INPUT MATERIAL:

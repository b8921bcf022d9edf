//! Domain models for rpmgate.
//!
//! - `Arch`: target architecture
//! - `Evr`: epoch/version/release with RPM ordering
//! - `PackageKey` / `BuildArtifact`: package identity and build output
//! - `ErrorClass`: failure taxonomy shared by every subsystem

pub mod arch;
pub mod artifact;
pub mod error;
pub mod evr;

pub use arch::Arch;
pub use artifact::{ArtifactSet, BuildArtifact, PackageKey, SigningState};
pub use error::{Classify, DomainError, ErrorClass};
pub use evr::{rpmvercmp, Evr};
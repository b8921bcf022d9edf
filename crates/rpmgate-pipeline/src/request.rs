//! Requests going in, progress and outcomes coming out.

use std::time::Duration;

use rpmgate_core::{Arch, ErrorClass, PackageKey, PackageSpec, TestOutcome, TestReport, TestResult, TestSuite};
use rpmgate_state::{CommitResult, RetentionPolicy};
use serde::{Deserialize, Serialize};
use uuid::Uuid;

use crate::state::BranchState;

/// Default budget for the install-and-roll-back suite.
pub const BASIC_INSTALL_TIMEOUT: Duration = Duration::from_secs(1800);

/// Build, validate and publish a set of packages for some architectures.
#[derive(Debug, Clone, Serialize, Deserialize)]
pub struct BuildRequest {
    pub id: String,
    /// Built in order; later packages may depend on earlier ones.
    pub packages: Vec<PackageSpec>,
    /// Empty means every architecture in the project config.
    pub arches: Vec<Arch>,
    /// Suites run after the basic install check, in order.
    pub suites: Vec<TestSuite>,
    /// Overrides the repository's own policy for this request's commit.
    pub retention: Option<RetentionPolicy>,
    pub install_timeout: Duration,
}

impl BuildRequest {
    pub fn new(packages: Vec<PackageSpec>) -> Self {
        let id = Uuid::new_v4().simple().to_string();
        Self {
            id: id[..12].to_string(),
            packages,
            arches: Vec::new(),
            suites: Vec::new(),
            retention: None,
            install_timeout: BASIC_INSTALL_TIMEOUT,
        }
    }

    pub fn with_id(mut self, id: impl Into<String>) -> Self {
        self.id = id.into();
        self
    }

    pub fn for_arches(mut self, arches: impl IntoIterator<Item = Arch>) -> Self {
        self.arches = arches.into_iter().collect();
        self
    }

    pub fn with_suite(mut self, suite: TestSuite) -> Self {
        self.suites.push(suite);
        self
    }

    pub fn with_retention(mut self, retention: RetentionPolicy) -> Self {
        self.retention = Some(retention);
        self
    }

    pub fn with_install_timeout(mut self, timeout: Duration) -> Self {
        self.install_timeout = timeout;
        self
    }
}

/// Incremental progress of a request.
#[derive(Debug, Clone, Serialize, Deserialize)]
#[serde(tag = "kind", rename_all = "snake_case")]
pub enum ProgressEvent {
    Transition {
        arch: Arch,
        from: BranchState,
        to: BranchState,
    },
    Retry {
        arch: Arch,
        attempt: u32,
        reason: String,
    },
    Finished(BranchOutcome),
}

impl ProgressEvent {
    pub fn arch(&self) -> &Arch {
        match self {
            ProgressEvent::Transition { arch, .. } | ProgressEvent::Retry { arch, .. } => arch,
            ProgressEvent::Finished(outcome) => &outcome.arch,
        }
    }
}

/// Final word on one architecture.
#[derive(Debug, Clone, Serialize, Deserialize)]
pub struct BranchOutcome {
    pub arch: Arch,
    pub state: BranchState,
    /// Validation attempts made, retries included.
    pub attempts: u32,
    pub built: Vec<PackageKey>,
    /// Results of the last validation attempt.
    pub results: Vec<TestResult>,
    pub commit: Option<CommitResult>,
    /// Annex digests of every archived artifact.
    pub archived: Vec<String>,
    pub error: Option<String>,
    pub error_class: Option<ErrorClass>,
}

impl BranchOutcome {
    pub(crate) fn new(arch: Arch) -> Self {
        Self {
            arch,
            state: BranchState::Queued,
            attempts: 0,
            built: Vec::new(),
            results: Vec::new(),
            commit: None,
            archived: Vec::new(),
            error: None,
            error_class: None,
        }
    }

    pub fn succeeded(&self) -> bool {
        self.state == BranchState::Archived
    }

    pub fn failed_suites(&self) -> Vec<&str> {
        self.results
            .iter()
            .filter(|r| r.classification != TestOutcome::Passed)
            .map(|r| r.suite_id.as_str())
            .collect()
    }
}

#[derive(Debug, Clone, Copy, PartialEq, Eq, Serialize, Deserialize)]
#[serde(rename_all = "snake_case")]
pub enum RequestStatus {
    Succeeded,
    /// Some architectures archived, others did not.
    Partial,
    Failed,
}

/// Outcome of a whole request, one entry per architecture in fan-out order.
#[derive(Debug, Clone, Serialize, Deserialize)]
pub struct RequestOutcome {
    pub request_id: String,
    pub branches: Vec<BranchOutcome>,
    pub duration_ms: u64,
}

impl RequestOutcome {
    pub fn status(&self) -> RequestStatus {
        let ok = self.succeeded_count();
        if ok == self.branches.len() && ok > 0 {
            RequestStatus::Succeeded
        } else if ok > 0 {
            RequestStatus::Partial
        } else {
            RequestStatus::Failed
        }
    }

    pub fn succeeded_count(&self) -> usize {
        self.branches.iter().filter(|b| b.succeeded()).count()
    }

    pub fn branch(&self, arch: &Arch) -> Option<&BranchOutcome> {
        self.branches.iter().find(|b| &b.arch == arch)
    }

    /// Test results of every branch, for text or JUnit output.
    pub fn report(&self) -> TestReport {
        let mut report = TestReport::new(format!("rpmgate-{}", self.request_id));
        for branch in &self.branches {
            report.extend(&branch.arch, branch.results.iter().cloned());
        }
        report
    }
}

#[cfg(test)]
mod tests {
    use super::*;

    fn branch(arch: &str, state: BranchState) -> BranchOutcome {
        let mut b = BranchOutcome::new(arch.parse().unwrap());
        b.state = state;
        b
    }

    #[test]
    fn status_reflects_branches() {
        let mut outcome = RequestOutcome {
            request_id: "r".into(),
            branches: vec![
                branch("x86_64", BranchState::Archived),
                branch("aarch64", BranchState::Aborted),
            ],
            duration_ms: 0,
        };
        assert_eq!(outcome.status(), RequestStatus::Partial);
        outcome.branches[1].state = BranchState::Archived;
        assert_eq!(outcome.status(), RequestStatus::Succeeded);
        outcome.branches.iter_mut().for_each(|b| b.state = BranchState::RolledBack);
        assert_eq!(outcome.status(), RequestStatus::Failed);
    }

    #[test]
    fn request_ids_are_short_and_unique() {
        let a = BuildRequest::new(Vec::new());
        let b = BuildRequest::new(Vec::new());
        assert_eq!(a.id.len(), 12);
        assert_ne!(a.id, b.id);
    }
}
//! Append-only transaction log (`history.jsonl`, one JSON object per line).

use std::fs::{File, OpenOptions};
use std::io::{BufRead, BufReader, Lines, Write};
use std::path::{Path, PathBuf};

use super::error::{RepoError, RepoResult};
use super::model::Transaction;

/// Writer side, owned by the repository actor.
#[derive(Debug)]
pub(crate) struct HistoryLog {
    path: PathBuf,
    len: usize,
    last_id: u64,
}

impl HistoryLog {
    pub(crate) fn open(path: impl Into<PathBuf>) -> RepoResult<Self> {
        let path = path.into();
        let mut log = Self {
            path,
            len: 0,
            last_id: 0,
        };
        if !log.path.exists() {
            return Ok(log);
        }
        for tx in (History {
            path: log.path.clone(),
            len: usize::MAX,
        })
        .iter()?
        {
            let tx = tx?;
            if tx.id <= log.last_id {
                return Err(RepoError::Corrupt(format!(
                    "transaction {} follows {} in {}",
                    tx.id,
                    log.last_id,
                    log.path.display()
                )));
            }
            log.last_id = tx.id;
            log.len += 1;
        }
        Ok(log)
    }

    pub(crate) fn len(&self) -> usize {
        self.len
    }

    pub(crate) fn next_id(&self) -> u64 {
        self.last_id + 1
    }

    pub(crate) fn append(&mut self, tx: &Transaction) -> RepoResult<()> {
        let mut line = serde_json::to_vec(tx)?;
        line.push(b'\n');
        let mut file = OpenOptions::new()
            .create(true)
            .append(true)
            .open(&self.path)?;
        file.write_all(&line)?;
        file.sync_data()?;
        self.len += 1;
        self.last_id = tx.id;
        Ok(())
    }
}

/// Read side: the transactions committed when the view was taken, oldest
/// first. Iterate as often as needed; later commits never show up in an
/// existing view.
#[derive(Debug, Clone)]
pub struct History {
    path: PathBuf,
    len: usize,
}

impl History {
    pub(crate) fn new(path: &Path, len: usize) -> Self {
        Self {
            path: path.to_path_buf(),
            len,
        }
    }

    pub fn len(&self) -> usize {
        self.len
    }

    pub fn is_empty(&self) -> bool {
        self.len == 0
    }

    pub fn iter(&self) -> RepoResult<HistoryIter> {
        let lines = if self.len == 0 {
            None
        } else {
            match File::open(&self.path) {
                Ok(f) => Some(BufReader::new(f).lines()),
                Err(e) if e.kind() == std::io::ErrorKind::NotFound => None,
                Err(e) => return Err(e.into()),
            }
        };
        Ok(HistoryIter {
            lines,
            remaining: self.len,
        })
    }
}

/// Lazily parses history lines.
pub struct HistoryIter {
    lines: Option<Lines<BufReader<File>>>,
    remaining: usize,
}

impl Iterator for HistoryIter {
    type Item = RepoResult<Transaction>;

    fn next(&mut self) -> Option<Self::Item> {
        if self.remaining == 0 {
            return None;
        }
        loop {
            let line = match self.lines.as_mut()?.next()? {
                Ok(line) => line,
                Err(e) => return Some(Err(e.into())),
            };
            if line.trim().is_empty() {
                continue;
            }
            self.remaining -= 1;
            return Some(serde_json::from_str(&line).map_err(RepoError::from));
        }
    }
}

--

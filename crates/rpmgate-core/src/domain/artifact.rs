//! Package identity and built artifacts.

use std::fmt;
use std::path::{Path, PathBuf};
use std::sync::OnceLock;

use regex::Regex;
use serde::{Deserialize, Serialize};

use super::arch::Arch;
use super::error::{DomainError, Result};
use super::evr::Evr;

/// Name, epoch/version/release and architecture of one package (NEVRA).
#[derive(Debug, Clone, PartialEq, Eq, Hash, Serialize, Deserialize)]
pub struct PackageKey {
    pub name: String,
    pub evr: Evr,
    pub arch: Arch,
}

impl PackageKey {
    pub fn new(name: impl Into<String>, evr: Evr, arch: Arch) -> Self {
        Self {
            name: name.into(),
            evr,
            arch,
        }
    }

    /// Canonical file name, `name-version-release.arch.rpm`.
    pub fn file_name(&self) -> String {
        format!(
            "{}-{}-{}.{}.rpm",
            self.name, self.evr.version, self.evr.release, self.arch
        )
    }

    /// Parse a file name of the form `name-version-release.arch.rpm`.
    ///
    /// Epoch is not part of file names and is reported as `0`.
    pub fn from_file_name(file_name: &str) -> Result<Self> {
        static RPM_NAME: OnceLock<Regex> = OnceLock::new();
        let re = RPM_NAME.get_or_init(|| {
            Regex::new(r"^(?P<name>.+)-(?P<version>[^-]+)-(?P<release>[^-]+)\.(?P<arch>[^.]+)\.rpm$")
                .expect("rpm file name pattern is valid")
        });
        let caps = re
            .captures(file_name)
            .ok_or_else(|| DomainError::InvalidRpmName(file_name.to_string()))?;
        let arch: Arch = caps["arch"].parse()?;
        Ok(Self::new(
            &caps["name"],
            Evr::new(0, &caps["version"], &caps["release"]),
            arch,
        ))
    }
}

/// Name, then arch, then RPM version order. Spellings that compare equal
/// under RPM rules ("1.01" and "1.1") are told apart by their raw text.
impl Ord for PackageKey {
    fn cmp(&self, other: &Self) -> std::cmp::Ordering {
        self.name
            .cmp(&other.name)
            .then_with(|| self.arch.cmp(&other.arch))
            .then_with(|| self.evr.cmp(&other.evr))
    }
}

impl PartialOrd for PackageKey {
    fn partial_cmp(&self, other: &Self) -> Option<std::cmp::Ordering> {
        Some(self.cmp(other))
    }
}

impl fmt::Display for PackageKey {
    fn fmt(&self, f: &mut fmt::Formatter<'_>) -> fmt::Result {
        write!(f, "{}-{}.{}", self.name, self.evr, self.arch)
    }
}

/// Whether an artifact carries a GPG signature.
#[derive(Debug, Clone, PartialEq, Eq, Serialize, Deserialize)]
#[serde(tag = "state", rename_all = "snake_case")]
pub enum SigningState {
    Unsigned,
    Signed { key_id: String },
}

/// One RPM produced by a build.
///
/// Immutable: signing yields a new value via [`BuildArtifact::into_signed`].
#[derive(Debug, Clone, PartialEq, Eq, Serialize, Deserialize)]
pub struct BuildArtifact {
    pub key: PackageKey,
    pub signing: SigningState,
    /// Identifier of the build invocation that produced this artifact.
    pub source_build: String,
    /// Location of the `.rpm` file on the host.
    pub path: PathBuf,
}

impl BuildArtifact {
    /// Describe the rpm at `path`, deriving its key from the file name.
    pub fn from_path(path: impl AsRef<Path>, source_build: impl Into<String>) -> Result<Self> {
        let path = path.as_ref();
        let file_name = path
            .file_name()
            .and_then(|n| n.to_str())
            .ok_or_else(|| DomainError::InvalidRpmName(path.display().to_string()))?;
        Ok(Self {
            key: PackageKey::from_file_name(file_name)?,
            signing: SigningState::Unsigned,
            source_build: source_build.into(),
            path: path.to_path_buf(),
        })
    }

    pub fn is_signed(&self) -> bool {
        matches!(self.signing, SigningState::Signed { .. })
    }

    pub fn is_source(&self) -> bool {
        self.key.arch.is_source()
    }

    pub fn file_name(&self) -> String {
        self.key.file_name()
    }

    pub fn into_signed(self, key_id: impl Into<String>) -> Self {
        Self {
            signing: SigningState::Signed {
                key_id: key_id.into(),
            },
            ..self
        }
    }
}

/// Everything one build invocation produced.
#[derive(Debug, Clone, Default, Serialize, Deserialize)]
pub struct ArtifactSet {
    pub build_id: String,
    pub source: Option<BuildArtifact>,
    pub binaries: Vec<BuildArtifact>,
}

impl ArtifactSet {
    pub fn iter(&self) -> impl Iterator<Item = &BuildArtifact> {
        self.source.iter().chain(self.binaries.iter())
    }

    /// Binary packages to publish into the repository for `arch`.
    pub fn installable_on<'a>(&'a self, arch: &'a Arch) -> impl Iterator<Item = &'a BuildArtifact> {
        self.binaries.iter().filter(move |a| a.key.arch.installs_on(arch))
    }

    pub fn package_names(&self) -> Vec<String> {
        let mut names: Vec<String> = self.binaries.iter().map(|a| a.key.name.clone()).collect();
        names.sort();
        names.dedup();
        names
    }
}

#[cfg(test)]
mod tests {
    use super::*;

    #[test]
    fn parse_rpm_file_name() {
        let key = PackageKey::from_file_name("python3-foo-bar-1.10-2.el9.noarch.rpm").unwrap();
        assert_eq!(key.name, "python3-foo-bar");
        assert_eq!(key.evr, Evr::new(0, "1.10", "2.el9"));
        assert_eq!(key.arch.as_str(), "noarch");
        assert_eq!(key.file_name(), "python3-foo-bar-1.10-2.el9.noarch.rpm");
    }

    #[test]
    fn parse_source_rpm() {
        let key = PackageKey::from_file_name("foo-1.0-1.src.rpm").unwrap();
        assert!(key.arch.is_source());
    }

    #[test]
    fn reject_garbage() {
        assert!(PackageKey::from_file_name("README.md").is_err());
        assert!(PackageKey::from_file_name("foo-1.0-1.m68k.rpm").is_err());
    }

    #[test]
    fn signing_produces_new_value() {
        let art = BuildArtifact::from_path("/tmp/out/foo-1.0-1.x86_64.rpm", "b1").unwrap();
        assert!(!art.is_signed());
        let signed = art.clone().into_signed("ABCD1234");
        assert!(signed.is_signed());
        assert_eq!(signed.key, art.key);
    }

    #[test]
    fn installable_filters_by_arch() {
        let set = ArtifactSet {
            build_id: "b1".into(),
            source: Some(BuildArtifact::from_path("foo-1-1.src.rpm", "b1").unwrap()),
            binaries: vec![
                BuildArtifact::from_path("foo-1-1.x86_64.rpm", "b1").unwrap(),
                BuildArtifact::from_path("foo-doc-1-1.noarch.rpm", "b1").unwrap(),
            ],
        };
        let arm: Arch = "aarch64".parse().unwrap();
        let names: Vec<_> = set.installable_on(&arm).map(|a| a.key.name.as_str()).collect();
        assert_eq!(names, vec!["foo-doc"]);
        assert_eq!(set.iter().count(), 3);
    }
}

==

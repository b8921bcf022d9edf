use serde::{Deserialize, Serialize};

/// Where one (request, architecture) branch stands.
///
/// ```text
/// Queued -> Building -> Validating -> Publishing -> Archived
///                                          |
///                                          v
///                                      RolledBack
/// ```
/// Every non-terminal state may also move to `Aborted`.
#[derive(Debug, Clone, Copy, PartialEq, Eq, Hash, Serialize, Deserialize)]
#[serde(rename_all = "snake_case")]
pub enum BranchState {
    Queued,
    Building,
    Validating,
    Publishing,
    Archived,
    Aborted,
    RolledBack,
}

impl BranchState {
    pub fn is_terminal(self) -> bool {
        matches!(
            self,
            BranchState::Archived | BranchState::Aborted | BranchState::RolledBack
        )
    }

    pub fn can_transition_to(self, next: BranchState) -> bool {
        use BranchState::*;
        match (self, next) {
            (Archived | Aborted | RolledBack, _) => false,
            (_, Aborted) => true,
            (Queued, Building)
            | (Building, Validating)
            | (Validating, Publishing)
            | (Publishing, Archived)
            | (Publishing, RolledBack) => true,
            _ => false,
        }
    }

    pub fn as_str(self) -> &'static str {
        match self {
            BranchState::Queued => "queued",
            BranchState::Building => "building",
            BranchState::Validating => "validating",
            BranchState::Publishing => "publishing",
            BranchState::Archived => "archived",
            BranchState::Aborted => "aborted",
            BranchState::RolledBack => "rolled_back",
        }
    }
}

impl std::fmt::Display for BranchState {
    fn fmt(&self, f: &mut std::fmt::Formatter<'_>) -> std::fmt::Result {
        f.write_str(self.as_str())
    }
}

TASK TO COMPLETE: Write out each line above containing "SigningState".

EXERCISE ANSWER:
pub use artifact::{ArtifactSet, BuildArtifact, PackageKey, SigningState};
pub enum SigningState {
    pub signing: SigningState,
            signing: SigningState::Unsigned,
        matches!(self.signing, SigningState::Signed { .. })
            signing: SigningState::Signed {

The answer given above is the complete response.